- [ABOUT THIS EXERCISE] Check each line below for the word "Some" and give the count alone.

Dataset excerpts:

use rust_decimal::{Decimal, RoundingStrategy};

use crate::config::DisplayConfig;

fn group_int_digits(int_part: &str) -> String {
    let len = int_part.len();
    let mut out = String::with_capacity(len + len / 3);
    for (i, ch) in int_part.chars().enumerate() {
        out.push(ch);
        let remaining = len - i - 1;
        if remaining > 0 && remaining % 3 == 0 {
            out.push(',');
        }
    }
    out
}

fn pad_fraction(s: &str, dp: u32) -> String {
    let (int_part, frac_part) = s.split_once('.').unwrap_or((s, ""));
    if dp == 0 {
        return int_part.to_string();
    }
    let mut frac: String = frac_part.chars().take(dp as usize).collect();
    while frac.len() < dp as usize {
        frac.push('0');
    }
    format!("{int_part}.{frac}")
}

/// Render a money value for terminal output.
///
/// With `currency_decimals` set, the value is rounded half away from zero and
/// padded to exactly that many places; otherwise trailing zeros are stripped.
pub fn format_money(value: Decimal, display: &DisplayConfig) -> String {
    let rounded = match display.currency_decimals {
        Some(dp) => value.round_dp_with_strategy(dp, RoundingStrategy::MidpointAwayFromZero),
        None => value,
    };

    let negative = rounded.is_sign_negative() && !rounded.is_zero();
    let mut digits = rounded.abs().normalize().to_string();
    if let Some(dp) = display.currency_decimals {
        digits = pad_fraction(&digits, dp);
    }
    if display.currency_grouping {
        digits = match digits.split_once('.') {
            Some((int_part, frac)) => format!("{}.{frac}", group_int_digits(int_part)),
            None => group_int_digits(&digits),
        };
    }

    let mut out = String::new();
    if negative {
        out.push('-');
    }
    if let Some(symbol) = &display.currency_symbol {
        out.push_str(symbol);
    }
    out.push_str(&digits);
    out
}

/// Render a percentage with an explicit sign and two decimals, e.g. `+10.00%`.
pub fn format_percent(value: Decimal) -> String {
    let rounded = value.round_dp_with_strategy(2, RoundingStrategy::MidpointAwayFromZero);
    let body = pad_fraction(&rounded.abs().normalize().to_string(), 2);
    if rounded.is_zero() {
        format!("{body}%")
    } else if rounded.is_sign_negative() {
        format!("-{body}%")
    } else {
        format!("+{body}%")
    }
}

/// Render an unsigned share such as an allocation, e.g. `82.50%`.
pub fn format_share(value: Decimal) -> String {
    let rounded = value.round_dp_with_strategy(2, RoundingStrategy::MidpointAwayFromZero);
    format!("{}%", pad_fraction(&rounded.normalize().to_string(), 2))
}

- [TASK RESPONSE] 4